Dataset entries ->
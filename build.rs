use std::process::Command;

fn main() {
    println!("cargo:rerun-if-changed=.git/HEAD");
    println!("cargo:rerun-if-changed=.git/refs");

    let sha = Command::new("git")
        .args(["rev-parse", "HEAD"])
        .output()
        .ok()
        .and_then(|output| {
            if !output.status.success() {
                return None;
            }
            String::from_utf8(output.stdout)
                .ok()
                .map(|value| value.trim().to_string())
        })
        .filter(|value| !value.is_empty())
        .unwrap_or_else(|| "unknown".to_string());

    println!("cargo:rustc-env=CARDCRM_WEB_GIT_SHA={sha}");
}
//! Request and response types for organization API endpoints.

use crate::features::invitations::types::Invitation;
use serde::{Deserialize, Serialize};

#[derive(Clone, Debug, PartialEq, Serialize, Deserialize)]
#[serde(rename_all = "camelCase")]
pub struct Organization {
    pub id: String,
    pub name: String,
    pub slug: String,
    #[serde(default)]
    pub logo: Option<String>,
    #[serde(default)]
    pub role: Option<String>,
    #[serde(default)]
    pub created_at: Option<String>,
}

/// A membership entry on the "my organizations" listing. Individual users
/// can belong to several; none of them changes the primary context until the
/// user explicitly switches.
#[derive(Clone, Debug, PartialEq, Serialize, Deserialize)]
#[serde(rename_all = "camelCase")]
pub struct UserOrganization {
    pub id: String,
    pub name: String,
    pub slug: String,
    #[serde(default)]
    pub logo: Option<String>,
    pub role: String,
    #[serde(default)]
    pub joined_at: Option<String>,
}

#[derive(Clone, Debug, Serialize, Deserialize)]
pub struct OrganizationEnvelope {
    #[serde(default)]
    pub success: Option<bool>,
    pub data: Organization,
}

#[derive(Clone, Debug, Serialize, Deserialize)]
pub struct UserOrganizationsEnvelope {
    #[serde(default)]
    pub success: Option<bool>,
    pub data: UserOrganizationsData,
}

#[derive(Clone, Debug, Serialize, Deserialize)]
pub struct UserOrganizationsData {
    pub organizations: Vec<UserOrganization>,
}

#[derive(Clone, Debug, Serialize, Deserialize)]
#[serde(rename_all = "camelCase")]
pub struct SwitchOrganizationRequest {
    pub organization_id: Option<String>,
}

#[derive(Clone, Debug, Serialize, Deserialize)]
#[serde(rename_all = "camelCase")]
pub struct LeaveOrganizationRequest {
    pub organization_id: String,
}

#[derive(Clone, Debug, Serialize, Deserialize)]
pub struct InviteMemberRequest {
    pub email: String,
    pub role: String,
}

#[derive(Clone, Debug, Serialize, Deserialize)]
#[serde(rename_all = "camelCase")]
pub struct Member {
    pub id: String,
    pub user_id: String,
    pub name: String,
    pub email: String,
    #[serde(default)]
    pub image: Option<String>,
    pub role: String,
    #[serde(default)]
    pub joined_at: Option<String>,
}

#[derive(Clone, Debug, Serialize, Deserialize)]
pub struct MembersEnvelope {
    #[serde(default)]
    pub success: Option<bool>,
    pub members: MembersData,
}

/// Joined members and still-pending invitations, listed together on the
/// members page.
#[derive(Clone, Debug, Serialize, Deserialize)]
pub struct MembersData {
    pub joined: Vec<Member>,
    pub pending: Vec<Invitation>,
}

* * *

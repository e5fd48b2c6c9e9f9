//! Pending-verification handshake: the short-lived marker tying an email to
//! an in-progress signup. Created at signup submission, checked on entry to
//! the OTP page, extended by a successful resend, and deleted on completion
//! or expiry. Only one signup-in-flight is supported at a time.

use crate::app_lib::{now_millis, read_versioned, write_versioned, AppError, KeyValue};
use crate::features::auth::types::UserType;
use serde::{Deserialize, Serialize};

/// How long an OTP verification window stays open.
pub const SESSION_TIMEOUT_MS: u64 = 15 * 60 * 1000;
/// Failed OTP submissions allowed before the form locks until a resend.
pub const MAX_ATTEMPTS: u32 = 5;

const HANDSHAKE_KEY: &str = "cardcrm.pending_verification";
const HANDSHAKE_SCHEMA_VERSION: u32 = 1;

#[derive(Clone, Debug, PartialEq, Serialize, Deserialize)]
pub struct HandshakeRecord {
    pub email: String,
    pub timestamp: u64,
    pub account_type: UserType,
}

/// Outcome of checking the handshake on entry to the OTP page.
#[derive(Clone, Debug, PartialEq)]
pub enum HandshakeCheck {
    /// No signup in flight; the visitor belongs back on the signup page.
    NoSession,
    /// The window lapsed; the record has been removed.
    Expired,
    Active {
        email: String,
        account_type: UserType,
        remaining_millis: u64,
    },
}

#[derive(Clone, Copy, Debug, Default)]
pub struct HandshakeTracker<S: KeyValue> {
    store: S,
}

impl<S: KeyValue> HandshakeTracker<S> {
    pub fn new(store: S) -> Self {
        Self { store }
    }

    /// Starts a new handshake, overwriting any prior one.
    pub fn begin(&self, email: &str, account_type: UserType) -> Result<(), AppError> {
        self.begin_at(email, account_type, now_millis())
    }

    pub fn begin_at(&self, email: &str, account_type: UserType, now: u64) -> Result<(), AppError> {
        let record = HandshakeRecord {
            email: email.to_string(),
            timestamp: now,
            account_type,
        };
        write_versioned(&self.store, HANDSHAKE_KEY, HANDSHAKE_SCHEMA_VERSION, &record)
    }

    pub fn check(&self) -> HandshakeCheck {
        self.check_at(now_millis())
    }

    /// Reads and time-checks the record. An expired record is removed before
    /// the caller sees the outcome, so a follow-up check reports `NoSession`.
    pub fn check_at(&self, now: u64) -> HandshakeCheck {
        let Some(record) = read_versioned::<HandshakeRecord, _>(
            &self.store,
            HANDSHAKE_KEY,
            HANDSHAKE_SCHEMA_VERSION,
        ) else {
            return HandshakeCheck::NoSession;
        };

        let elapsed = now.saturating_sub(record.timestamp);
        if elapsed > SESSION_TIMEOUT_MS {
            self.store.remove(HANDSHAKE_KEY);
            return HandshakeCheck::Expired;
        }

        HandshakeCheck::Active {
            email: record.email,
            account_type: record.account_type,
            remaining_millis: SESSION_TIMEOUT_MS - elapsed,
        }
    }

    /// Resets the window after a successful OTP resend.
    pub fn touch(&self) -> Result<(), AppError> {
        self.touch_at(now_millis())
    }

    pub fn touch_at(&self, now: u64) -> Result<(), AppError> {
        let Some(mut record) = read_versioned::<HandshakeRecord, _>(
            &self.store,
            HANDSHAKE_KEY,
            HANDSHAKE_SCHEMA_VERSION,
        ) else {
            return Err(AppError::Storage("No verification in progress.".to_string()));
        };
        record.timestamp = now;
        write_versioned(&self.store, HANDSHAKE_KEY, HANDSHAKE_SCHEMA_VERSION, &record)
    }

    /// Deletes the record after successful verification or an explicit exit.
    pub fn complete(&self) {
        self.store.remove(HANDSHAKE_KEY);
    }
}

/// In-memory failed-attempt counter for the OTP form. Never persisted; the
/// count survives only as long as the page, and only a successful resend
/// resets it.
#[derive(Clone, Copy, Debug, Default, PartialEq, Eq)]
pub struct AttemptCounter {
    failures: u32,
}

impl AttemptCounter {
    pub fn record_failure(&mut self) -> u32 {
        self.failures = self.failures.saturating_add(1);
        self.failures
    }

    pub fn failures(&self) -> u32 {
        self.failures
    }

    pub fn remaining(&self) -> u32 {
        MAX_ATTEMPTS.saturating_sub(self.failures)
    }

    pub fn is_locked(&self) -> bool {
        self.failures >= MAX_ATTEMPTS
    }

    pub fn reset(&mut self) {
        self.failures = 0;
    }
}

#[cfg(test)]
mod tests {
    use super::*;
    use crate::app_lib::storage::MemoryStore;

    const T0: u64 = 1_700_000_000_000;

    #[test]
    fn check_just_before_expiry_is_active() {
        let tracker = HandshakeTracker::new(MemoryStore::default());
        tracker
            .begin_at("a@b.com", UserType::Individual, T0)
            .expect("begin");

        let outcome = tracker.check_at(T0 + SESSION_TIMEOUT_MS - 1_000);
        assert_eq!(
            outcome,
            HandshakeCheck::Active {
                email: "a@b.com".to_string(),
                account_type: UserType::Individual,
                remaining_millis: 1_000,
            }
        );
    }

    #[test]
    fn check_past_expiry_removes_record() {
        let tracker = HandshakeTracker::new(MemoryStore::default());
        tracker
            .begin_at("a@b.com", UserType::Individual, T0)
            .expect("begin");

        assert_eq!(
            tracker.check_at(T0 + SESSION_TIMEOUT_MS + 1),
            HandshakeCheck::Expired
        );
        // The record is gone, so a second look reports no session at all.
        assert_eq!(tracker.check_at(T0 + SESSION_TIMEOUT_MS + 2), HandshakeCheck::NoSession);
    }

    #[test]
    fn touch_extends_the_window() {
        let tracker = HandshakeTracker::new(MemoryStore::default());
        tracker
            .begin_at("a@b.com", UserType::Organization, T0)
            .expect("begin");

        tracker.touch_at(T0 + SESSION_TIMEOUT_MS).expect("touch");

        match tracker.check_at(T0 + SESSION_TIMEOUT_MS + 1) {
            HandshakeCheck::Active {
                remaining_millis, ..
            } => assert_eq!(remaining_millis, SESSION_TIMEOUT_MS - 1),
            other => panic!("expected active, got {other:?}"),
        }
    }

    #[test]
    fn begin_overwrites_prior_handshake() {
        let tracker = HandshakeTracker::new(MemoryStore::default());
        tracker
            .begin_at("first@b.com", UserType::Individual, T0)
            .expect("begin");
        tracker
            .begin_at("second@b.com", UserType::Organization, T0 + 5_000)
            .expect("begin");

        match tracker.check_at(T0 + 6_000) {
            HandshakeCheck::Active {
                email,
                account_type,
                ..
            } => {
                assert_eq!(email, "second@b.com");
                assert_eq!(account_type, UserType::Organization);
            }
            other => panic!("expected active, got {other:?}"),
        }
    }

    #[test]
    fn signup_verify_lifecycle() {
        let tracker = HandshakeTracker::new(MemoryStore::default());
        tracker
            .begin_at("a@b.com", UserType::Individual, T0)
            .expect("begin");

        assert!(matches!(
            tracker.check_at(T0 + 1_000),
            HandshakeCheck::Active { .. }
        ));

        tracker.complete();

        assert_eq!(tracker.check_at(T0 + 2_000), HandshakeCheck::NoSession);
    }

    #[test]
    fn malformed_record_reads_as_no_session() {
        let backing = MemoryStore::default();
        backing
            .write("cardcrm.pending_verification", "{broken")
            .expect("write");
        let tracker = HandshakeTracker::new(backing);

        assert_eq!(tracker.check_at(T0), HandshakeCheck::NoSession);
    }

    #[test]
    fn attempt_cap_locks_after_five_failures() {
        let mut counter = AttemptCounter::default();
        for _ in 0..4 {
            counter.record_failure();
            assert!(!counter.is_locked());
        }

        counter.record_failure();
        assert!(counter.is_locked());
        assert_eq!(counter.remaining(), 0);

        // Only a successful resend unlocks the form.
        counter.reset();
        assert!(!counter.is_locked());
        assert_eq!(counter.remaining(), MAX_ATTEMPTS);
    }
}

Task description ->
Wherever a line of the data above contains "HandshakeRecord", copy that line.

Your response ->
pub struct HandshakeRecord {
        let record = HandshakeRecord {
        let Some(record) = read_versioned::<HandshakeRecord, _>(
        let Some(mut record) = read_versioned::<HandshakeRecord, _>(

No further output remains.